The total potential revenue is $100,000 in the 1st year and it rises by 4% per year thereafter. The vacancy loss is 8%. The operating expenses are $40,000 in the first year and rise 3% per year thereafter.


The mortgage will be made at a 75% LTV. The annual interest rate is 7.0%. with 30-year amortization.

The purchase price is $500,000. The property will be sold at the end of the 3rd year at a 9.0% terminal capitalization rate. Sale expense will be 3%.

There are two partners, a sponsor and an investor. The sponsor is putting in 10% of the required equity and the investor is putting in 90% of the required equity.
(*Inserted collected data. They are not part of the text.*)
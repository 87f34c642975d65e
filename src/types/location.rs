use serde::{Deserialize, Serialize};

/// One of the four boundaries of a grid.
///
/// Growth and edge compaction operate on a single edge; boundary policies
/// are configured per edge.
#[derive(Debug, Clone, Copy, PartialEq, Eq, Hash, Serialize, Deserialize)]
#[serde(rename_all = "camelCase")]
pub enum Edge {
    Top,
    Bottom,
    Left,
    Right,
}

/// An axis of the grid, used for compaction, coalescing, and tagging.
#[derive(Debug, Clone, Copy, PartialEq, Eq, Hash, Serialize, Deserialize)]
#[serde(rename_all = "camelCase")]
pub enum Axis {
    Row,
    Column,
}

/// What happens when a placement request extends past an edge.
///
/// The default on all four edges is [`BoundaryPolicy::Fixed`].
#[derive(Debug, Clone, Copy, Default, PartialEq, Eq, Serialize, Deserialize)]
#[serde(rename_all = "camelCase")]
pub enum BoundaryPolicy {
    /// Any placement outside the predefined extent is rejected with an
    /// out-of-range error.
    #[default]
    Fixed,
    /// Cells are truncated to the current extent when necessary. A cell
    /// that falls entirely outside is silently dropped.
    Clipping,
    /// The grid grows as needed to accommodate the cell.
    Grow,
}

/// Where a cell actually landed after a successful [`Grid::set_cell`].
///
/// When clipping is active the anchor and end coordinates may differ from
/// the requested location, and `modified` reports whether the cell's spans
/// were truncated in the process.
///
/// [`Grid::set_cell`]: crate::Grid::set_cell
#[derive(Debug, Clone, Copy, PartialEq, Eq, Serialize, Deserialize)]
#[serde(rename_all = "camelCase")]
pub struct Placement {
    /// Logical row of the anchor position after resolution.
    pub row: i64,
    /// Logical column of the anchor position after resolution.
    pub col: i64,
    /// Logical row of the last covered position.
    pub row_end: i64,
    /// Logical column of the last covered position.
    pub col_end: i64,
    /// True iff the cell's row and/or column span was truncated.
    pub modified: bool,
}

/// Result of a side-effect-free placement probe ([`Grid::can_set_cell`]).
///
/// [`Grid::can_set_cell`]: crate::Grid::can_set_cell
#[derive(Debug, Clone, Copy, PartialEq, Eq, Serialize, Deserialize)]
#[serde(rename_all = "camelCase")]
pub enum CanPlace {
    /// The cell cannot be placed as requested.
    No,
    /// The cell could technically be placed, but clipping would remove it
    /// entirely.
    FullyClipped,
    /// The cell can be placed as requested.
    Yes,
}
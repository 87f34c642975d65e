//! Structured error types for spangrid.
//!
//! Every fallible operation in the crate returns [`Result`]. Errors are
//! raised before any state is mutated, so a failed call leaves the grid
//! exactly as it was.

/// All errors that can occur while mutating or querying a grid.
#[derive(Debug, thiserror::Error)]
pub enum GridError {
    /// A required argument was missing or out of its valid domain
    /// (zero span, zero count, empty tag name, null content value).
    #[error("invalid argument: {0}")]
    InvalidArgument(String),

    /// A logical coordinate fell outside the current extent, or a fixed
    /// boundary refused a placement that would have crossed it.
    #[error("out of range: {0}")]
    OutOfRange(String),

    /// The requested rectangle overlaps an already-placed cell.
    /// Coordinates are logical.
    #[error("cell conflict at ({row}/{col}): position already covered by a cell")]
    Conflict { row: i64, col: i64 },

    /// The operation is not defined for the grid's current state
    /// (e.g. compacting a grid with no placed cells).
    #[error("unsupported operation: {0}")]
    Unsupported(String),
}

/// Convenience alias used throughout the crate.
pub type Result<T> = std::result::Result<T, GridError>;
The cash flow from operations and sale will be split as follows: Both parties will receive a 7% preferred return on the capital that is invested and all additional cash flow will be split 30% to the sponsor/70% to the investor

 

PART I

What is the net operating income for years 1, 2, and 3? Provide values for each year.

 

What is the going-in Capitalization Rate?

 

 Indicate values for the following metrics from both unleveraged and levered perspective:

 

Annualized IRR

Equity Multiple


PART II 

A.What is the cash flow available after debt service for the three years that the investor ownsthe property? Provide values for each year.

 

B.How much interest is paid in year 1? How much principal is paid in year 1?

 

C.What is the outstanding balance on the mortgage when the property is sold?

 

D.What is the leveraged NPV of this investment (years 0, 1, 2, and 3) at a discount rate of10%?

 

PART III 

Assume that all partnership calculations are on an "after leverage" basis. 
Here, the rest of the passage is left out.